Final IVC verifier need to verify in circuit to assure \(\alpha == \alpha_n\) and \(\gamma == \gamma_n\), where \(\alpha, \alpha_n, \gamma , \gamma_n \in F\). \(\alpha\) and \(\gamma\) are aux from prover on round 0.

  • in each round of folding, if there are read(s) or write(s), update RHS & LHS with challenge \(\alpha\) and \(\gamma\), which is an pure F-arithmetics, no group operation. "update" is implemented in folding augmented circuit. In Nova term, F augmented circuit.

15-Sep-2023 Updated: first version we set \(\alpha == \gamma\) so we just need to have 1 random oracle hash for challenge.

Grand product argument

recap

For LHS of equation (12) and RHS of equation (13) we can collect them in the end of folding. So the final formula is like

\[ F_{LHS} \times SomeGrandProduct_l(T) = F_{RHS} \times SomeGrandProduct_r(T) \]

where

\[ F_{LHS}, F_{RHS} \in F \]

and accumulated in folding.

Then we can apply any grandproduct argument like via
Quarks: Quadruple-efficient transparent zkSNARKs pp.17 A new transparent SNARK for proving grand product relations

Lemma 5.1 \(P = \prod_{x∈{0,1}^{log(m)}}^{m-1}v(x)\) if and only if there exists a multilinear polynomial f in \(log(m) + 1\) variables such that f(1, . . . , 1, 0) = P, and \(∀x ∈ {\{0,1\}^{log(m)}}\) , the following hold: f(0, x) = v(x), f(1, x) = f(x, 0) · f(x, 1)

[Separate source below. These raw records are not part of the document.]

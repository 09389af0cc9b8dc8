//! SQLite thread table.

use rusqlite::{Connection, params};
use std::fs;
use std::path::Path;
use std::sync::{Mutex, MutexGuard};

use super::ThreadStore;
use crate::domain::Thread;
use crate::error::{Result, SchedulerError};

const DB_FILE: &str = "threads.db";

/// One row per thread, full record kept as JSON.
///
/// `rusqlite::Connection` is not `Sync`, so it sits behind a mutex.
pub struct SqliteThreadStore {
    db: Mutex<Connection>,
}

impl std::fmt::Debug for SqliteThreadStore {
    fn fmt(&self, f: &mut std::fmt::Formatter<'_>) -> std::fmt::Result {
        f.debug_struct("SqliteThreadStore").finish_non_exhaustive()
    }
}

impl SqliteThreadStore {
    /// Open or create the database inside `dir`.
    pub fn open_at(dir: &Path) -> Result<Self> {
        fs::create_dir_all(dir)?;
        let db = Connection::open(dir.join(DB_FILE))?;
        Self::init_schema(&db)?;
        Ok(Self { db: Mutex::new(db) })
    }

    #[cfg(test)]
    pub(crate) fn open_in_memory() -> Result<Self> {
        let db = Connection::open_in_memory()?;
        Self::init_schema(&db)?;
        Ok(Self { db: Mutex::new(db) })
    }

    fn init_schema(db: &Connection) -> Result<()> {
        db.execute_batch(
            r#"
            CREATE TABLE IF NOT EXISTS threads (
                id INTEGER PRIMARY KEY,
                status TEXT NOT NULL,
                progress INTEGER NOT NULL,
                importance INTEGER NOT NULL,
                updated_at INTEGER NOT NULL,
                json_data TEXT NOT NULL
            );

            CREATE INDEX IF NOT EXISTS idx_threads_status ON threads(status);
            "#,
        )?;
        Ok(())
    }

    fn lock(&self) -> Result<MutexGuard<'_, Connection>> {
        self.db.lock().map_err(|e| SchedulerError::Storage(e.to_string()))
    }

    fn upsert(db: &Connection, thread: &Thread) -> Result<()> {
        let json_data = serde_json::to_string(thread)?;
        let id = i64::try_from(thread.id().get())
            .map_err(|_| SchedulerError::Storage(format!("Thread id {} out of range", thread.id())))?;

        db.execute(
            r#"
            INSERT OR REPLACE INTO threads
            (id, status, progress, importance, updated_at, json_data)
            VALUES (?1, ?2, ?3, ?4, ?5, ?6)
            "#,
            params![
                id,
                thread.status().as_str(),
                thread.progress(),
                thread.importance(),
                thread.updated_at(),
                json_data,
            ],
        )?;
        Ok(())
    }

    #[cfg(test)]
    pub(crate) fn count_by_status(&self, status: crate::domain::ThreadStatus) -> Result<usize> {
        let db = self.lock()?;
        let count: i64 = db.query_row(
            "SELECT COUNT(*) FROM threads WHERE status = ?1",
            [status.as_str()],
            |row| row.get(0),
        )?;
        Ok(count as usize)
    }
}

impl ThreadStore for SqliteThreadStore {
    fn load_all(&self) -> Result<Vec<Thread>> {
        let db = self.lock()?;
        let mut stmt = db.prepare("SELECT json_data FROM threads ORDER BY id")?;
        let rows = stmt.query_map([], |row| {
            let json: String = row.get(0)?;
            Ok(json)
        })?;

        let mut threads = Vec::new();
        for row in rows {
            let json = row?;
            threads.push(serde_json::from_str(&json)?);
        }
        Ok(threads)
    }

    fn save(&self, thread: &Thread) -> Result<()> {
        let db = self.lock()?;
        Self::upsert(&db, thread)
    }

    fn save_all(&self, threads: &[Thread]) -> Result<()> {
        let mut db = self.lock()?;
        let tx = db.transaction()?;
        for thread in threads {
            Self::upsert(&tx, thread)?;
        }
        tx.commit()?;
        Ok(())
    }
}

Define \(v_{lhs}(X) = (\alpha - (i + \gamma \times T(X) + \gamma^2 \times c(X))\). Giving random some verifier selected random \(k\), \(l\) Prover need to prove there exist f with folloing holds

  • \(0 = \sum_{x ∈ {\{0,1\}^{log(m)}}} eq^{}(x, k ) · (f(1, x) − f(x, 0) · f(x, 1))\)
  • \(f(0, l) = v_{lhs}(l) = (\alpha - (i + \gamma \times T(l) + \gamma^2 \times c(l))\)
  • \(f(1, ...., 0) = GrandProductF_{lhs} \in F\)

Prover & Verifier run sum-check protocol to prove claim 1 by evaluation of G at some point \(r \in \mathbb{F}\). Also prover convince verifier the correctness of commitment f(0,r), f(1,r), f(r, 0), f(r, 1) and f(1, . . . , 1, 0). With f(1, . . . , 1, 0), prover able to obtain \(GrandProduct_{lhs}\)

Similar process apply on \(v_{rhs}(X)\) as well

Verifier verify:

\(F_{LHS} \times GrandProduct_{lhs} = F_{RHS} \times GrandProduct_{rhs}\)

We can further apply sparse vector tricks to optimise commitment T (table T likely to be sparse). We can implement grand product augment verification in IVC.verify circuit.

Complexity

  • F-arithmetics in each round of folding: O(#numbers_of_memory_rw \(\times\) fields_arithmetics). No group or EC operation.
  • Final sum-check protocol for grand product: prover cost linear time to table size O(|T|) with prove size O(log(|T|))

Application

  • Memory read/write of VM
  • Bit operation
  • Range lookup
  • any proof-carrying data between folding.